• **RECORDS FOR THE EXERCISE**:
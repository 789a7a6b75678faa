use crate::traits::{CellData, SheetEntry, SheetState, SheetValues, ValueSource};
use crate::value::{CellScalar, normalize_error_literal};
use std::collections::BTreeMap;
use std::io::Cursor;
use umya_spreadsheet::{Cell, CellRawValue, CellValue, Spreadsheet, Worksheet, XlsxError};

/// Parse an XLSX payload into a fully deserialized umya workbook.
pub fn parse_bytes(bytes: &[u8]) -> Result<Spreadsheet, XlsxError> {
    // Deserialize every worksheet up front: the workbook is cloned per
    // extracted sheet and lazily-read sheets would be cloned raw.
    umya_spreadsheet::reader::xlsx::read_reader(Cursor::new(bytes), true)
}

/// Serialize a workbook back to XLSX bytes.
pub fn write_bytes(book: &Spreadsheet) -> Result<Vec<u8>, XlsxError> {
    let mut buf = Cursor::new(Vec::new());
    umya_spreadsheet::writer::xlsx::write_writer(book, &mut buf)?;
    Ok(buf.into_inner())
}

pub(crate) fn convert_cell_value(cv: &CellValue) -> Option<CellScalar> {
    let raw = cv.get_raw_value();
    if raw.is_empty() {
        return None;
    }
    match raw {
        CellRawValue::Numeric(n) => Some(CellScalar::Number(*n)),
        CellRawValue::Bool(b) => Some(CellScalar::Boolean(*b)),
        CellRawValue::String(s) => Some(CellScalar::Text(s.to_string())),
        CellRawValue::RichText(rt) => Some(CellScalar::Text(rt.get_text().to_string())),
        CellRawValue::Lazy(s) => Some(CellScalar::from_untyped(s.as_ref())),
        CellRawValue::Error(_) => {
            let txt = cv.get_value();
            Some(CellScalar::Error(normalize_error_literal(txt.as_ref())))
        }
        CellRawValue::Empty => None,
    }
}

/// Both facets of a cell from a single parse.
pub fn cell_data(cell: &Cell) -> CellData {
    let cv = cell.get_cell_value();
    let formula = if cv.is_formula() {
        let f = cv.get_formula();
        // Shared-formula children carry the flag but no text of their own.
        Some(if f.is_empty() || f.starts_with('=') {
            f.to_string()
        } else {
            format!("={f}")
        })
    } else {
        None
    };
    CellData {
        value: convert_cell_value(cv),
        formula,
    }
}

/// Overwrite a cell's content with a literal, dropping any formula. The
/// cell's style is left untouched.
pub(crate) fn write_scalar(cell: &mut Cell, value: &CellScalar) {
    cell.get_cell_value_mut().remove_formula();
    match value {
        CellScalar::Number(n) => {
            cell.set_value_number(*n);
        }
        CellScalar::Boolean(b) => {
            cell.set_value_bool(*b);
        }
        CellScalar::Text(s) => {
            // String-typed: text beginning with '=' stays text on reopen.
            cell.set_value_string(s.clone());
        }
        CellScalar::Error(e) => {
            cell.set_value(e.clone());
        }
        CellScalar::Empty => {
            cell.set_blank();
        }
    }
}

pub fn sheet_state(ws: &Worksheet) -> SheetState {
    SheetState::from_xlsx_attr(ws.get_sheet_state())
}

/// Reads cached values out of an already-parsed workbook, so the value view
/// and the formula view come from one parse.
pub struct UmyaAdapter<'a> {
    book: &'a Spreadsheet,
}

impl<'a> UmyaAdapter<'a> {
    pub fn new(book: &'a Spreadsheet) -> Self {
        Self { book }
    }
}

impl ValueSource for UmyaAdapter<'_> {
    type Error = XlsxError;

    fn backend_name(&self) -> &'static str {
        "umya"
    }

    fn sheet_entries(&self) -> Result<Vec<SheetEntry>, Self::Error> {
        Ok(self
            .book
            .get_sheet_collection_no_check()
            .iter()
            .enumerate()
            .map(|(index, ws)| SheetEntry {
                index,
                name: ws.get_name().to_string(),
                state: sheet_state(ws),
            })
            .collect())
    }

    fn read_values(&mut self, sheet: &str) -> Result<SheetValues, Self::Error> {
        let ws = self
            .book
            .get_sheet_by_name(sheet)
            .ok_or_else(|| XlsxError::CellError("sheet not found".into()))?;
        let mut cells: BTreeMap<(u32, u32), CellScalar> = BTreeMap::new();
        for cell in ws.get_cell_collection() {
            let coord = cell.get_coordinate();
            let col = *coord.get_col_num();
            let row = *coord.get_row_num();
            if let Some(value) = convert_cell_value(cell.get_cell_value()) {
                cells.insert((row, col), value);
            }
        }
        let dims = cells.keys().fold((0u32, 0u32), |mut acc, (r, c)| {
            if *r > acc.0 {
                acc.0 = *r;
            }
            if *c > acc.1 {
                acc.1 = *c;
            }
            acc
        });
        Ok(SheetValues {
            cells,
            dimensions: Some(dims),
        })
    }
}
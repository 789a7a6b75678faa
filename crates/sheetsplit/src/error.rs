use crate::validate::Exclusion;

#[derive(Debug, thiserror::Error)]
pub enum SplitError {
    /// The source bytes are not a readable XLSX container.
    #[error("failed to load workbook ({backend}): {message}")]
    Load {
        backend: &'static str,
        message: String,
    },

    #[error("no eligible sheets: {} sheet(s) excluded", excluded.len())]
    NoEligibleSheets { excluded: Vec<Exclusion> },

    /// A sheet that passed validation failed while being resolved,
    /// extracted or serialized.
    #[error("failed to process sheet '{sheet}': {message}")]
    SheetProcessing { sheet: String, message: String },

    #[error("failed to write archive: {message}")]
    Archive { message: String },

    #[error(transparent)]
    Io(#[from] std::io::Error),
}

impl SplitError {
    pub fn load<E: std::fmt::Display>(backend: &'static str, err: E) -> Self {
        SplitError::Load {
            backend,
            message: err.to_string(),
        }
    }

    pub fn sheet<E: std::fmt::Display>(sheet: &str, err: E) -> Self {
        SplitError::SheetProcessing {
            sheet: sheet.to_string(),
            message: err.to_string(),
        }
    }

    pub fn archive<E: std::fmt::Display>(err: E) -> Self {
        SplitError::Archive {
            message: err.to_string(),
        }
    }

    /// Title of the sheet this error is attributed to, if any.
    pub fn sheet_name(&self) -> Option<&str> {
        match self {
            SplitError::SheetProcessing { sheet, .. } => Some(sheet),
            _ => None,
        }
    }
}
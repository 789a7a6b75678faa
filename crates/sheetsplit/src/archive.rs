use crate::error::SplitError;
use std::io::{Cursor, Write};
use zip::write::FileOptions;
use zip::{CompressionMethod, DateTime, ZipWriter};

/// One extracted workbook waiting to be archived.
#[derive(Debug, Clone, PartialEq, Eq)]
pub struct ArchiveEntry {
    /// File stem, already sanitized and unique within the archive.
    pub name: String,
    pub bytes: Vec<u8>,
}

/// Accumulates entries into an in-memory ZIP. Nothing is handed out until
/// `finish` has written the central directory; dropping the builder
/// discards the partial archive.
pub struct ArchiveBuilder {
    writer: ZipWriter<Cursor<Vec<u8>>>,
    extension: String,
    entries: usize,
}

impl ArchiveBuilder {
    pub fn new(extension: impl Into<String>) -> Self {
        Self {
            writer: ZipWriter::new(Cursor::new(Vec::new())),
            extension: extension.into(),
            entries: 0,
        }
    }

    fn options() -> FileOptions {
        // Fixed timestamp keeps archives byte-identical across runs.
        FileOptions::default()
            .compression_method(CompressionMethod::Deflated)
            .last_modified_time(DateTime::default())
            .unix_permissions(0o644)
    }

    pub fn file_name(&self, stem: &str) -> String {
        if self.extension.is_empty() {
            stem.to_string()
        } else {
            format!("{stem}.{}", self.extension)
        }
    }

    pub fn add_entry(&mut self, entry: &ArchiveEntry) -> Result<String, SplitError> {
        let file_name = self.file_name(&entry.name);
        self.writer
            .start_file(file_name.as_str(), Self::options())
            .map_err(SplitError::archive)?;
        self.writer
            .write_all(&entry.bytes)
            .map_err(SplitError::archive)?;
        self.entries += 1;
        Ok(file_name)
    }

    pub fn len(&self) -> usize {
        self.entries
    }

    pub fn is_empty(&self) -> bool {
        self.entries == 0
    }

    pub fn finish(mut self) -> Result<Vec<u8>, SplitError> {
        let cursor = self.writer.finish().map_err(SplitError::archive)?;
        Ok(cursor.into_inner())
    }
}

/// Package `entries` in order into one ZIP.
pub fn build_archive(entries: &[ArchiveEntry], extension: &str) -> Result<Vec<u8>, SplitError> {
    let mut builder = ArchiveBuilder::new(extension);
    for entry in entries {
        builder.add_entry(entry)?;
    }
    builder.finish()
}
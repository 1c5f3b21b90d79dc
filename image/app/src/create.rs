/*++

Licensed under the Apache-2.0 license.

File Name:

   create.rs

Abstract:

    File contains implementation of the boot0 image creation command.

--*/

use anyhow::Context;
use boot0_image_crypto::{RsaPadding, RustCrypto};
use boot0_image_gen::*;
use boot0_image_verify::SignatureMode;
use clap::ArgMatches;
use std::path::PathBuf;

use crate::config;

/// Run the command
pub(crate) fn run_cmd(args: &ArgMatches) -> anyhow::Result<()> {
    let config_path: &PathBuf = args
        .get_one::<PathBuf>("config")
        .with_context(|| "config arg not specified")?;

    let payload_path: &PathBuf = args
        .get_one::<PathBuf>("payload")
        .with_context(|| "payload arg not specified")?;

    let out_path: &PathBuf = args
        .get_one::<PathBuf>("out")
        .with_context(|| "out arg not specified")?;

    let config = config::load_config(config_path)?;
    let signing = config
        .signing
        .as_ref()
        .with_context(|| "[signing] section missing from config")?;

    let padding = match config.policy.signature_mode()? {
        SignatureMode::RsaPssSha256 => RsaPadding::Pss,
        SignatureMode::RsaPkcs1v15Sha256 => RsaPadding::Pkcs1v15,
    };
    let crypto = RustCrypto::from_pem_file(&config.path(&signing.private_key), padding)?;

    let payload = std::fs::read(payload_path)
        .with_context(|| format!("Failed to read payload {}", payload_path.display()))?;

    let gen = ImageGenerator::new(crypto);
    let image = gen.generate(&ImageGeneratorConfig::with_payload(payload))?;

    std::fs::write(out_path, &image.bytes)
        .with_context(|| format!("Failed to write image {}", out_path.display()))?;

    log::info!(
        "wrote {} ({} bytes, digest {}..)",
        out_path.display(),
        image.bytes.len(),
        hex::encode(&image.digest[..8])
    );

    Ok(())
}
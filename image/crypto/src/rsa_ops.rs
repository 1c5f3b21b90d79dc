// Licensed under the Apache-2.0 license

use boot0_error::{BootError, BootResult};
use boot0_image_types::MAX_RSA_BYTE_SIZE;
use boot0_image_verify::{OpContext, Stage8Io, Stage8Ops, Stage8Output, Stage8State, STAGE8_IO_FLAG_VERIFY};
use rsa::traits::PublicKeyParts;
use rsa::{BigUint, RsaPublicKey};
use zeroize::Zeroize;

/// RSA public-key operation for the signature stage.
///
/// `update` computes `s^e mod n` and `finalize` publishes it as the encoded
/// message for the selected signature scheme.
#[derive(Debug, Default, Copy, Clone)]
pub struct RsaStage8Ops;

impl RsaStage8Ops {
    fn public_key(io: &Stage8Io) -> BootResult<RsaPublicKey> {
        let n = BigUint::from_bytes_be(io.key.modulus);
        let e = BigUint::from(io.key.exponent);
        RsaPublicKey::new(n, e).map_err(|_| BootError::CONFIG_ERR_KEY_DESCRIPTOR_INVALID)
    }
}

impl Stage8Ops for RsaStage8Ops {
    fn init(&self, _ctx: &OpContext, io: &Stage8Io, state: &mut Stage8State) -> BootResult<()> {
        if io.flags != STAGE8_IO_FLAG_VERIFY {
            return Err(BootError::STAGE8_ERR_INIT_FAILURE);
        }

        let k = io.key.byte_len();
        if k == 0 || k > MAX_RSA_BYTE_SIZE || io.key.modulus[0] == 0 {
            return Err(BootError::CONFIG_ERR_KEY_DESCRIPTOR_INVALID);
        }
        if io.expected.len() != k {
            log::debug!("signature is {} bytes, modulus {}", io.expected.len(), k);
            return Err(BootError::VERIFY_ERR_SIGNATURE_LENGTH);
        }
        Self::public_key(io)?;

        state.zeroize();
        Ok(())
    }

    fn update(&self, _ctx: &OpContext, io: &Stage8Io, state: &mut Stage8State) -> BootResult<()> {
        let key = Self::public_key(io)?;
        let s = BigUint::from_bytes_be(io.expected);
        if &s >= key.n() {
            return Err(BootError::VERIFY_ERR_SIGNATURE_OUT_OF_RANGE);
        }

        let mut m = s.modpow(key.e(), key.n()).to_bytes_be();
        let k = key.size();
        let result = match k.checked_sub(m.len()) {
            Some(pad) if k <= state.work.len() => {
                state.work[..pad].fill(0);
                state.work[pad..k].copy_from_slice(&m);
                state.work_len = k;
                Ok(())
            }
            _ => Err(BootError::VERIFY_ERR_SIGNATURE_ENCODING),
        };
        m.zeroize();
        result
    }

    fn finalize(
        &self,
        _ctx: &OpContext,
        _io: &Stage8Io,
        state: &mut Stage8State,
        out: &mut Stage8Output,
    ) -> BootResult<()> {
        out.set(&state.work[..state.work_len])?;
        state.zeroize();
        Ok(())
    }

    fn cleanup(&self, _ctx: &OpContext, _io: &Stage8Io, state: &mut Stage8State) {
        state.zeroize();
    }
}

• **EXERCISE AIM**:
Where the string "crates" occurs in the data, return the whole line.

• **SOLUTION TO THIS EXERCISE**:
filename crates/sheetsplit/src/error.rs
filename crates/sheetsplit/src/archive.rs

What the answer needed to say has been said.